What to produce — Whenever a line below holds the word "joins", count it; please give only the final number.

Input data —

★ ★ ★

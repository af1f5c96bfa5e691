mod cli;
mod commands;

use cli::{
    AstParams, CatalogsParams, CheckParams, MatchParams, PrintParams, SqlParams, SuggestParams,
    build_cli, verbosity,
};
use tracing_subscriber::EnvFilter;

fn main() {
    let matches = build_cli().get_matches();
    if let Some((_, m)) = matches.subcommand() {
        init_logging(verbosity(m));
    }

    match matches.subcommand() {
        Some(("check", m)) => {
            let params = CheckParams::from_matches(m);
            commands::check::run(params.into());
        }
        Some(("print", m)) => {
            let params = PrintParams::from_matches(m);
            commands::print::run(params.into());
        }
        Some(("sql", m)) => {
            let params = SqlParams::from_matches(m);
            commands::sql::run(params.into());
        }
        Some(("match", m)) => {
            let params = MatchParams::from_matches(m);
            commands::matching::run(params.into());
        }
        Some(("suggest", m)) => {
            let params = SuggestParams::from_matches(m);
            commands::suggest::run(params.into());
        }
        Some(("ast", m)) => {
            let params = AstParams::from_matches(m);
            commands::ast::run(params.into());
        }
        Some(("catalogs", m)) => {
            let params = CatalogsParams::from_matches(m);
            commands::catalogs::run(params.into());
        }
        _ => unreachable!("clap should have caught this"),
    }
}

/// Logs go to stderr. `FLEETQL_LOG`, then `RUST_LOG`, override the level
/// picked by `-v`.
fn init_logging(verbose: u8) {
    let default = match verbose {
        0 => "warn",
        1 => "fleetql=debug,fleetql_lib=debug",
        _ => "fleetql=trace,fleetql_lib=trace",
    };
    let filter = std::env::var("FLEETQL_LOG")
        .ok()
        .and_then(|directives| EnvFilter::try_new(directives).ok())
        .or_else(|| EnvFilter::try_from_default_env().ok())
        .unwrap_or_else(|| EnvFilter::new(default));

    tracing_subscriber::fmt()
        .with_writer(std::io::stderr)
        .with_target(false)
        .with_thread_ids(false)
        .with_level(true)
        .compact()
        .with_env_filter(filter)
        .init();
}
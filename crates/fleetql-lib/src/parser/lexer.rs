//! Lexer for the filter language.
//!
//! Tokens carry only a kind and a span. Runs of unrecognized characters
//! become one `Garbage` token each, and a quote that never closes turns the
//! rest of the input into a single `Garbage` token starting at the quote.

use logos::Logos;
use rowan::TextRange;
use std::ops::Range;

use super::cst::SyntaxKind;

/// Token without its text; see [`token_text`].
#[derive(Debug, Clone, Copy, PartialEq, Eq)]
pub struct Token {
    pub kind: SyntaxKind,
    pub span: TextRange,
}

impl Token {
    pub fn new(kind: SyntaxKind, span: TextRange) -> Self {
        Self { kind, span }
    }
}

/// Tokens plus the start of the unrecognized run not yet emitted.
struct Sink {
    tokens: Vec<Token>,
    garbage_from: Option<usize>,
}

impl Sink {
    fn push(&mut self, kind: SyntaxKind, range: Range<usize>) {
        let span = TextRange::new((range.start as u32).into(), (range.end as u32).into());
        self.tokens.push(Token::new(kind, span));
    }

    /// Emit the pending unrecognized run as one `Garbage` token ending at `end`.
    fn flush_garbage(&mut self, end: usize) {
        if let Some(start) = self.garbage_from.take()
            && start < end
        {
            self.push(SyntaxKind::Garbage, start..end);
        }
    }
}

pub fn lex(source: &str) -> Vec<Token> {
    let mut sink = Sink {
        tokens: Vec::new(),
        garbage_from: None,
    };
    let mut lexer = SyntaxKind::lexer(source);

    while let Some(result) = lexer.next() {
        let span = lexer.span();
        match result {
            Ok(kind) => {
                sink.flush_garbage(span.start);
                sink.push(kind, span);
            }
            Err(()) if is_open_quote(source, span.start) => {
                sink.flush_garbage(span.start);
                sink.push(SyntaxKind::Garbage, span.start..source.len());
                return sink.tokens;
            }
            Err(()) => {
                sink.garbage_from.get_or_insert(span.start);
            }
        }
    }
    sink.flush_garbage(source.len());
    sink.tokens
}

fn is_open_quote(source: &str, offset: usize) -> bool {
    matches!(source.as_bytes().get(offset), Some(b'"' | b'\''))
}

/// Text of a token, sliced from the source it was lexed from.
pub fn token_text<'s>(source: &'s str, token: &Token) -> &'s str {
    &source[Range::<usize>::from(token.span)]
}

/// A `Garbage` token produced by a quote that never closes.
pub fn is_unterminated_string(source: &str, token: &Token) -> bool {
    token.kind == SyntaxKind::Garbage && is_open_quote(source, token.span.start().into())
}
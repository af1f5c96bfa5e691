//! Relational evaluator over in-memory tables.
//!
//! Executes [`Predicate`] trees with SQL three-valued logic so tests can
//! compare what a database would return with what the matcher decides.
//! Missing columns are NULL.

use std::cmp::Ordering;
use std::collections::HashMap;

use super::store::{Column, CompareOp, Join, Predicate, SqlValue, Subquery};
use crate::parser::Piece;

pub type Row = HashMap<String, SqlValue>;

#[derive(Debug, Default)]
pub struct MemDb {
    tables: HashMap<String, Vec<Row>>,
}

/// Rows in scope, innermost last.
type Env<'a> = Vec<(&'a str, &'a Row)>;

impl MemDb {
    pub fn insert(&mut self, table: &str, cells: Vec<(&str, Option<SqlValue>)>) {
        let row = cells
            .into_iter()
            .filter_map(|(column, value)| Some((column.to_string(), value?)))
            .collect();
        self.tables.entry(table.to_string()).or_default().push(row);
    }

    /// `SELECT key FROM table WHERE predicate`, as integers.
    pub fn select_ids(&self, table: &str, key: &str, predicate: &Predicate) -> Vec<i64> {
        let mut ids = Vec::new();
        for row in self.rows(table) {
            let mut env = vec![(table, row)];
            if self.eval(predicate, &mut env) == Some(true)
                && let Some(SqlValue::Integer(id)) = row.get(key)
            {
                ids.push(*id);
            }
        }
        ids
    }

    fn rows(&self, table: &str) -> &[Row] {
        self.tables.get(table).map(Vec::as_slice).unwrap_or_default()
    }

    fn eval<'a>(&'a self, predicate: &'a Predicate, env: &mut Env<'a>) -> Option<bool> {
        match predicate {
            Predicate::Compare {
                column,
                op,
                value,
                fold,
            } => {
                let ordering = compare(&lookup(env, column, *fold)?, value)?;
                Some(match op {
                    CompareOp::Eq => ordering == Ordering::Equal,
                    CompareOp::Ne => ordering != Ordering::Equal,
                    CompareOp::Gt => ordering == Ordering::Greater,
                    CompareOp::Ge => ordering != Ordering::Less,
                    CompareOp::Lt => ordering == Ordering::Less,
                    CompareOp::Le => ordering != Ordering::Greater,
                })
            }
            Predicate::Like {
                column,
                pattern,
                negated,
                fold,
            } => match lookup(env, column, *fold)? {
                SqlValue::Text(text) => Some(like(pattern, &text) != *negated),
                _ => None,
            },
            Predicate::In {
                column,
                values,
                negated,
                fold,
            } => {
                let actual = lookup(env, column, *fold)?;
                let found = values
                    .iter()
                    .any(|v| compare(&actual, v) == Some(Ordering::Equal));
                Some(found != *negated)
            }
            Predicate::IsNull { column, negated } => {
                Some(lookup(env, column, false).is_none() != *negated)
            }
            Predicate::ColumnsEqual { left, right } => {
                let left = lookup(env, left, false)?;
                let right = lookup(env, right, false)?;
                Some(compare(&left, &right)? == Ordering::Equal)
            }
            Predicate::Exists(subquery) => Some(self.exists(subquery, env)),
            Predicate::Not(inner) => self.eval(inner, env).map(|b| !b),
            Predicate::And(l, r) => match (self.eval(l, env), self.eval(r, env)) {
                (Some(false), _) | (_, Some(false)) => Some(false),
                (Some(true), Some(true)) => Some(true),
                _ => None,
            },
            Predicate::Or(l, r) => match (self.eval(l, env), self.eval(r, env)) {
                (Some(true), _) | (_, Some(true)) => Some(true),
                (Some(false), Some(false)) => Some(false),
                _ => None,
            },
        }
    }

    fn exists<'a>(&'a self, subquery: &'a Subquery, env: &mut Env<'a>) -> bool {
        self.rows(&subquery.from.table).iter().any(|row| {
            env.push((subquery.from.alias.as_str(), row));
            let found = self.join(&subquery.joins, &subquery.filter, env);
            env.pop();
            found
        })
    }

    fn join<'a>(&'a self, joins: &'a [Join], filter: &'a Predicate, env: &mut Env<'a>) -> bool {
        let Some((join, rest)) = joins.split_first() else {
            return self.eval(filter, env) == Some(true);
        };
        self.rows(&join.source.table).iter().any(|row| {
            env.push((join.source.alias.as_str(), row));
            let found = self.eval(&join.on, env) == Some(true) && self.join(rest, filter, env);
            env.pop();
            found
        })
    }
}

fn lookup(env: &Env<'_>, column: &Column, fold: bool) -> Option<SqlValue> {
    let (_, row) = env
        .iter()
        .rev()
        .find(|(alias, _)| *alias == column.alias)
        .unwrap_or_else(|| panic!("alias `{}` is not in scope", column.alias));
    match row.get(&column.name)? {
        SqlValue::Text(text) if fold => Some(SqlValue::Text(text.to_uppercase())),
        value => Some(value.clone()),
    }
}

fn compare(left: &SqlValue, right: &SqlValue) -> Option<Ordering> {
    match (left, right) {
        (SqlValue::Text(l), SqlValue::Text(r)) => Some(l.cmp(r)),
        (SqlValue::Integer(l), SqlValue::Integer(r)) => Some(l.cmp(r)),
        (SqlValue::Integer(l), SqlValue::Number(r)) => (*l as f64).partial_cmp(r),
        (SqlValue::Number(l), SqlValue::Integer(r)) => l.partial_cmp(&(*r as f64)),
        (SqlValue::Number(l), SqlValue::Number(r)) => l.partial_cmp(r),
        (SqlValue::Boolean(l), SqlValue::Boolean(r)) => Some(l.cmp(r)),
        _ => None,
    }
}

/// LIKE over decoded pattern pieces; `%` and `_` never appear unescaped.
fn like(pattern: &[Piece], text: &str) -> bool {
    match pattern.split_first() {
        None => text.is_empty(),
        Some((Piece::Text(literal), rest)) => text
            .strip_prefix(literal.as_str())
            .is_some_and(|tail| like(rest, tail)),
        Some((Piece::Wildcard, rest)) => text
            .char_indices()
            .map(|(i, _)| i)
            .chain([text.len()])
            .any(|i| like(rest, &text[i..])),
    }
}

★ ★ ★

Problem solution — 3